Repeat only the stretch of lines below that runs from the line with "pub const WHITE: Self" through the line with "color must have", unaltered.
#### DATA FOR REVIEW ####
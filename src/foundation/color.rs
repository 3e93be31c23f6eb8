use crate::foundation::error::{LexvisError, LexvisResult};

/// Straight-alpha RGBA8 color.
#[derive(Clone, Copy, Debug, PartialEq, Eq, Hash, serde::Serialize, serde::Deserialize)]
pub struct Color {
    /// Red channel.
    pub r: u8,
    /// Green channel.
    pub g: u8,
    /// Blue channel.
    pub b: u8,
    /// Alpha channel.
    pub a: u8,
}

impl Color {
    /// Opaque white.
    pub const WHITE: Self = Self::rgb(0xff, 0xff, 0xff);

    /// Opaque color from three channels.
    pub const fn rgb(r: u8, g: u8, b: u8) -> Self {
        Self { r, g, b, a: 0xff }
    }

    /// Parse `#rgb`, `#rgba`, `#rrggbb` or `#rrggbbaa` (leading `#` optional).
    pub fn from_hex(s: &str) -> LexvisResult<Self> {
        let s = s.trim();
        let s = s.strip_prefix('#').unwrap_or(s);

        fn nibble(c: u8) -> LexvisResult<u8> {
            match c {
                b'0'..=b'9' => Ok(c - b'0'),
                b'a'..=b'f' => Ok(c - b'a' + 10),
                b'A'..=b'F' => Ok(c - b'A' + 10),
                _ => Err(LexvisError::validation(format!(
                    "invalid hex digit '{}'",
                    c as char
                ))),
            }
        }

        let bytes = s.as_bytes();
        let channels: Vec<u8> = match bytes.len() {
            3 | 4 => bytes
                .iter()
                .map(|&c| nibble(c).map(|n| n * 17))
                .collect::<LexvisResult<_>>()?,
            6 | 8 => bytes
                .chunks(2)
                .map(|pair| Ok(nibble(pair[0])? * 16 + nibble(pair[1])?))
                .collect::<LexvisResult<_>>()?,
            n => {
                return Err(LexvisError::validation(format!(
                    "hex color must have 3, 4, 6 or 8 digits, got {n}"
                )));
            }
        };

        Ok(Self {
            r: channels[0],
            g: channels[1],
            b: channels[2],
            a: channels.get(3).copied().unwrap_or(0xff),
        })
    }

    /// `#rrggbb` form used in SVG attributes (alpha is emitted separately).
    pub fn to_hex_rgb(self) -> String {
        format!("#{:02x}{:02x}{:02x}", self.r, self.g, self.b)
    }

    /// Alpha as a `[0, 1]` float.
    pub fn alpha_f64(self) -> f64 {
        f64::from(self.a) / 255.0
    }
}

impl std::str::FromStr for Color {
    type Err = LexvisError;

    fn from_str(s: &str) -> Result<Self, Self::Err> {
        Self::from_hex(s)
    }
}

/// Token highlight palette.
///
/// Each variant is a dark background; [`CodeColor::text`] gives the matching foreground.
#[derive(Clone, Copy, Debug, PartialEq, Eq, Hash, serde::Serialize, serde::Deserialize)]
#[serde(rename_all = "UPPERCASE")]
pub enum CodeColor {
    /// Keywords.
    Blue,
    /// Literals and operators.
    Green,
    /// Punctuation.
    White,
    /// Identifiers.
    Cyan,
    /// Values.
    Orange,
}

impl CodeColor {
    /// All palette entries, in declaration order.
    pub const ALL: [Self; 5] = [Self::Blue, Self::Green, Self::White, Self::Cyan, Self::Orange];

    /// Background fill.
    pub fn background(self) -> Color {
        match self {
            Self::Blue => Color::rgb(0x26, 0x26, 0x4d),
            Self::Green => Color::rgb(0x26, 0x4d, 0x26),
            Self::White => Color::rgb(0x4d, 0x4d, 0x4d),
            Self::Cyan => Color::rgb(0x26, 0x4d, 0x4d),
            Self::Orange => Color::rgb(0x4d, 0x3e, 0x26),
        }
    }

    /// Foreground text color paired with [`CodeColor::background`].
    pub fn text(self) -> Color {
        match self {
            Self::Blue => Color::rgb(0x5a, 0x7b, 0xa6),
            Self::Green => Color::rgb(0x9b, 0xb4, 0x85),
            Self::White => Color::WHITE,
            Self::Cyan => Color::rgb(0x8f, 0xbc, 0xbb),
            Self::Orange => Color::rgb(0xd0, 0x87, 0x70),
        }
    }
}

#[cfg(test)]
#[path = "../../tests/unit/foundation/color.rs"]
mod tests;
####
#### DATA FOR REVIEW ####
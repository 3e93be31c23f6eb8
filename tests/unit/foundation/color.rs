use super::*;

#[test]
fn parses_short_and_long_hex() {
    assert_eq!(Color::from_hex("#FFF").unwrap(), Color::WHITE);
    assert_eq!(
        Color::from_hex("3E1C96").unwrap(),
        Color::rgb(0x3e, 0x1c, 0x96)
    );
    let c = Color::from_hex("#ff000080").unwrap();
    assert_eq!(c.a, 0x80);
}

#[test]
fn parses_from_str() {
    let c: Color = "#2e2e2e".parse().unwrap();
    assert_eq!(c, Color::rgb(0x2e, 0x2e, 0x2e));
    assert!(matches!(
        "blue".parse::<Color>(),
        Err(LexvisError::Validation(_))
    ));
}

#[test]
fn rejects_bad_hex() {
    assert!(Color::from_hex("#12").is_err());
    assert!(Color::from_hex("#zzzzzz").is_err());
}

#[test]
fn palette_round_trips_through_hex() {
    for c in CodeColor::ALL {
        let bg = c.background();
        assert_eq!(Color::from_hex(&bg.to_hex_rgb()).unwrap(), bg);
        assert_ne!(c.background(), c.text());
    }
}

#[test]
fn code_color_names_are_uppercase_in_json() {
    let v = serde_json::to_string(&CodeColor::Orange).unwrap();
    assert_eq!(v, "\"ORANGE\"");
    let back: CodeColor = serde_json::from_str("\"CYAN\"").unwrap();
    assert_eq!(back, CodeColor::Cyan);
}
####
EXPECTED ANSWER →
    pub const WHITE: Self = Self::rgb(0xff, 0xff, 0xff);

    /// Opaque color from three channels.
    pub const fn rgb(r: u8, g: u8, b: u8) -> Self {
        Self { r, g, b, a: 0xff }
    }

    /// Parse `#rgb`, `#rgba`, `#rrggbb` or `#rrggbbaa` (leading `#` optional).
    pub fn from_hex(s: &str) -> LexvisResult<Self> {
        let s = s.trim();
        let s = s.strip_prefix('#').unwrap_or(s);

        fn nibble(c: u8) -> LexvisResult<u8> {
            match c {
                b'0'..=b'9' => Ok(c - b'0'),
                b'a'..=b'f' => Ok(c - b'a' + 10),
                b'A'..=b'F' => Ok(c - b'A' + 10),
                _ => Err(LexvisError::validation(format!(
                    "invalid hex digit '{}'",
                    c as char
                ))),
            }
        }

        let bytes = s.as_bytes();
        let channels: Vec<u8> = match bytes.len() {
            3 | 4 => bytes
                .iter()
                .map(|&c| nibble(c).map(|n| n * 17))
                .collect::<LexvisResult<_>>()?,
            6 | 8 => bytes
                .chunks(2)
                .map(|pair| Ok(nibble(pair[0])? * 16 + nibble(pair[1])?))
                .collect::<LexvisResult<_>>()?,
            n => {
                return Err(LexvisError::validation(format!(
                    "hex color must have 3, 4, 6 or 8 digits, got {n}"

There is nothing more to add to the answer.